The future of Asia will be determined by the strategic interaction of several countries. The strategies of China and Japan are especially important. They could create a strategic framework for all of Asia. Additionally, these two countries, plus Korea and Russia, could form a quadrangular relationship that would be key to regional stability. In Central and Southeast Asia, control of the vital sea lanes and the security of several countries will be essential to Asian stability. The critical variables will be the military strategies of key Asian countries, how they interact, and how they respond to crisis as well as opportunity.

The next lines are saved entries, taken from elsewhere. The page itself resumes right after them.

//! Tests for shell completion generation

use clap_complete::Shell;
use ragprep::cli::commands::completions::write_completions;

#[test]
fn test_completions_mention_subcommands() {
    for shell in [Shell::Bash, Shell::Zsh, Shell::Fish] {
        let mut out = Vec::new();
        write_completions(shell, &mut out);
        let script = String::from_utf8(out).unwrap();

        assert!(script.contains("ragprep"), "{shell:?} script missing binary name");
        assert!(script.contains("ingest"), "{shell:?} script missing ingest");
        assert!(script.contains("show-config"), "{shell:?} script missing show-config");
    }
}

Asia has the opportunity to promote collaborative ties and partnerships that leave all countries secure and with satisfied political interests. Asia also faces the danger of widespread geopolitical tension and military rivalry. A crisis that begins in Northeast Asia could spread to Southeast Asia and, ultimately, South Asia. Such a scenario could transpire, even if no hegemonic threat emerges. It could occur if several countries pursuing their own interests and acting out of fear take assertive military actions that cause neighbors to take dangerous countervailing actions. This could become an action-reaction cycle that gets out of control.

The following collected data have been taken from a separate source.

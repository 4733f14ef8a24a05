//! Chunk record writer.
//!
//! Each chunk of a source file becomes one pretty-printed JSON record:
//!
//! ```text
//! <output_root>/<parent dir name>/<file stem>/<file_name_with_underscores>_<NNNN>.json
//! ```
//!
//! Record contents depend only on the chunk list and the source path, so
//! re-ingesting an unchanged file rewrites byte-identical records.

use serde_json::Value;
use std::path::{Path, PathBuf};

use crate::core::error::{RagprepError, Result};
use crate::core::storage::{ensure_dir, write_atomic};
use crate::core::types::{Chunk, ChunkRecord};

/// Metadata keys the writer always sets, overriding loader fields
pub const RESERVED_METADATA_KEYS: [&str; 4] =
    ["chunk_id", "chunk_index", "total_chunks", "source_filename"];

/// Writes chunk records under an output root
#[derive(Debug, Clone)]
pub struct ChunkWriter {
    output_root: PathBuf,
}

impl ChunkWriter {
    pub fn new(output_root: impl Into<PathBuf>) -> Self {
        Self {
            output_root: output_root.into(),
        }
    }

    pub fn output_root(&self) -> &Path {
        &self.output_root
    }

    /// Directory holding the records of one source file
    pub fn document_dir(&self, source_filename: &str, source_path: &Path) -> PathBuf {
        let parent_name = source_path
            .parent()
            .and_then(|p| p.file_name())
            .map(|n| n.to_string_lossy().into_owned())
            .unwrap_or_default();
        let stem = Path::new(source_filename)
            .file_stem()
            .map(|s| s.to_string_lossy().into_owned())
            .unwrap_or_else(|| source_filename.to_string());

        self.output_root.join(parent_name).join(stem)
    }

    /// Write one record per chunk, in order.
    ///
    /// Returns the written paths. An empty chunk list writes nothing
    /// and creates no directories.
    pub fn write_chunks(
        &self,
        chunks: &[Chunk],
        source_filename: &str,
        source_path: &Path,
    ) -> Result<Vec<PathBuf>> {
        if chunks.is_empty() {
            return Ok(Vec::new());
        }

        let dir = self.document_dir(source_filename, source_path);
        ensure_dir(&dir)?;

        let total = chunks.len();
        let mut written = Vec::with_capacity(total);

        for (index, chunk) in chunks.iter().enumerate() {
            let record = build_record(chunk, index, total, source_filename);
            let path = dir.join(record_file_name(source_filename, index));
            let json = serde_json::to_string_pretty(&record).map_err(|e| {
                RagprepError::WriteFailed(format!("Failed to serialize {path:?}: {e}"))
            })?;

            write_atomic(&path, json.as_bytes())?;
            written.push(path);
        }

        tracing::debug!("Wrote {} records to {:?}", written.len(), dir);
        Ok(written)
    }
}

/// `report.v2.pdf`, 7 → `report_v2_pdf_0007.json`
pub fn record_file_name(source_filename: &str, index: usize) -> String {
    format!("{}_{:04}.json", source_filename.replace('.', "_"), index)
}

/// Chunk metadata merged with the four reserved keys
pub fn build_record(chunk: &Chunk, index: usize, total: usize, source_filename: &str) -> ChunkRecord {
    let mut metadata = chunk.metadata.clone();
    let reserved = [
        Value::from(index),
        Value::from(index),
        Value::from(total),
        Value::from(source_filename),
    ];

    for (key, value) in RESERVED_METADATA_KEYS.into_iter().zip(reserved) {
        if let Some(previous) = metadata.insert(key.to_string(), value) {
            tracing::debug!(
                "Loader field '{}' ({}) overridden in {} chunk {}",
                key,
                previous,
                source_filename,
                index
            );
        }
    }

    ChunkRecord {
        content: chunk.content.clone(),
        metadata,
    }
}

Theoretically, a multipolar competition can be stabilized by a regional military balance, even when interests are not balanced. In reality, this is fraught with difficulty. History shows that relying only on a military balance of power often inflames competitive rivalries, rather than diminishes them. For the United States, capitalizing on the opportunity for collaborative ties and partnerships while avoiding danger will be a key strategic challenge in the future.

Dangerous Military Developments in the Greater Middle East and South Asia

In the Greater Middle East, the United States relies on a small, temporary presence of about 20,000 troops in the Persian Gulf, which could be rapidly reinforced in the event of crises. The growing military danger is characterized by WMD proliferation and conventional force modernization. Rogue powers could gradually acquire a combination of WMD systems and better conventional forces. This could cause an imbalance of power, inviting trouble in the coming decade. The region's political opportunity, however, lies in two possibilities: the Israeli-Arab peace process regaining momentum, and Iran and/or Iraq becoming less hostile to Western interests. Short of such progress, a regional military balance will be essential to deterring war and promoting stability. The conventional military situations in the Middle East and North Africa are displayed below.

Regional stability is based on the quantity and quality of forces. The dominant powers are Turkey and Israel. Turkey can defend itself against likely threats but would need NATO reinforcement to defeat a major attack. Israel is capable of defeating any single Arab country. Its principal threat has always been a coalition of several Arab countries. However, Israel's treaties with Egypt and Jordan reduce this risk. Neither Algeria nor Libya has sufficient forces to pose a major threat to Western interests. Currently, the main threat to peace and Western interests in the Middle East is terrorism. This already-serious threat could increase if the Israeli-Arab peace process stalls.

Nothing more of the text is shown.